Serum biomarkers and disease progression in CT-negative mild traumatic brain injury

Abstract Blood proteins are emerging as potential biomarkers for mild traumatic brain injury (mTBI). Molecular pathology of mTBI underscores the critical roles of neuronal injury, neuroinflammation, and vascular health in disease progression. However, the temporal profile of blood biomarkers associated with the aforementioned molecular pathology after CT-negative mTBI, their diagnostic and prognostic potential, and their utility in monitoring white matter integrity and progressive brain atrophy remain unclear. Thus, we investigated serum biomarkers and neuroimaging in a longitudinal cohort, including 103 CT-negative mTBI patients and 66 matched healthy controls (HCs). Angiogenic biomarker vascular endothelial growth factor (VEGF) exhibited the highest area under the curve of 0.88 in identifying patients from HCs.
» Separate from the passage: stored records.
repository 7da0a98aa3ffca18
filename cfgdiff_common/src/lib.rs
pub mod config;
pub mod error;
pub mod types;

pub use config::*;
pub use error::*;
pub use types::*;
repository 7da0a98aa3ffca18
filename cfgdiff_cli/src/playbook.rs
use anyhow::{bail, Context, Result};
use clap::ValueEnum;
use std::collections::BTreeMap;
use std::path::PathBuf;
use std::process::Command;
use tracing::info;

pub const ANSIBLE_PLAYBOOK_BIN: &str = "ansible-playbook";
const ANSIBLE_FORCE_COLOR_ENV: &str = "ANSIBLE_FORCE_COLOR";

/// Where the configuration to collect is running
#[derive(Debug, Clone, Copy, PartialEq, Eq, ValueEnum)]
pub enum CloudEngine {
    Ocp,
    Podman,
}

impl CloudEngine {
    pub fn default_playbook(self) -> PathBuf {
        match self {
            CloudEngine::Ocp => PathBuf::from("playbooks/collect_ocp_config.yaml"),
            CloudEngine::Podman => PathBuf::from("playbooks/collect_podman_config.yaml"),
        }
    }
}

/// An `ansible-playbook` invocation that collects service configuration.
#[derive(Debug, Clone)]
pub struct PlaybookCommand {
    inventory: PathBuf,
    limit: Option<String>,
    extra_vars: BTreeMap<String, String>,
    connection: String,
    playbook: PathBuf,
    verbose: bool,
}

impl PlaybookCommand {
    pub fn new(inventory: PathBuf, engine: CloudEngine) -> Self {
        Self {
            inventory,
            limit: None,
            extra_vars: BTreeMap::new(),
            connection: "local".to_string(),
            playbook: engine.default_playbook(),
            verbose: false,
        }
    }

    pub fn with_limit(mut self, limit: Option<String>) -> Self {
        self.limit = limit;
        self
    }

    pub fn with_playbook(mut self, playbook: PathBuf) -> Self {
        self.playbook = playbook;
        self
    }

    pub fn with_verbose(mut self, verbose: bool) -> Self {
        self.verbose = verbose;
        self
    }

    /// Add an extra variable. A name may only be given once.
    pub fn add_extra_var(&mut self, name: &str, value: &str) -> Result<()> {
        if self.extra_vars.contains_key(name) {
            bail!("Extra variable '{}' already exists", name);
        }
        self.extra_vars.insert(name.to_string(), value.to_string());
        Ok(())
    }

    /// Arguments passed to `ansible-playbook`, playbook last
    pub fn args(&self) -> Result<Vec<String>> {
        let mut args = vec![
            "--inventory".to_string(),
            self.inventory.to_string_lossy().to_string(),
        ];

        if let Some(limit) = &self.limit {
            args.push("--limit".to_string());
            args.push(limit.clone());
        }

        if !self.extra_vars.is_empty() {
            let extra_vars = serde_json::to_string(&self.extra_vars)
                .context("Failed to encode extra variables")?;
            args.push("--extra-vars".to_string());
            args.push(extra_vars);
        }

        if self.verbose {
            args.push("-v".to_string());
        }

        args.push("--connection".to_string());
        args.push(self.connection.clone());
        args.push(self.playbook.to_string_lossy().to_string());

        Ok(args)
    }

    pub fn run(&self) -> Result<()> {
        let args = self.args()?;
        info!("Running {} {}", ANSIBLE_PLAYBOOK_BIN, args.join(" "));

        let status = Command::new(ANSIBLE_PLAYBOOK_BIN)
            .args(&args)
            .env(ANSIBLE_FORCE_COLOR_ENV, "true")
            .status()
            .with_context(|| format!("Failed to start {}", ANSIBLE_PLAYBOOK_BIN))?;

        if !status.success() {
            bail!("{} exited with {}", ANSIBLE_PLAYBOOK_BIN, status);
        }
        Ok(())
    }
}

/// Parse a `name=value` pair
pub fn parse_extra_var(raw: &str) -> Result<(String, String), String> {
    match raw.split_once('=') {
        Some((name, value)) if !name.trim().is_empty() => {
            Ok((name.trim().to_string(), value.to_string()))
        }
        _ => Err(format!("expected name=value, got '{}'", raw)),
    }
}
Inflammatory biomarker interleukin-1β and neuronal cell body injury biomarker ubiquitin carboxyl-terminal hydrolase L1 were elevated in acute-stage patients and associated with deterioration of cognitive function from acute-stage to 6–12 mo post-injury period. Notably, axonal injury biomarker neurofilament light (NfL) was elevated in acute-stage patients, with higher levels associated with impaired white matter integrity in acute-stage and progressive gray and white matter atrophy from 3- to 6–12 mo post-injury period. Collectively, our findings emphasized the potential clinical value of serum biomarkers, particularly NfL and VEGF, in diagnosing mTBI and monitoring disease progression.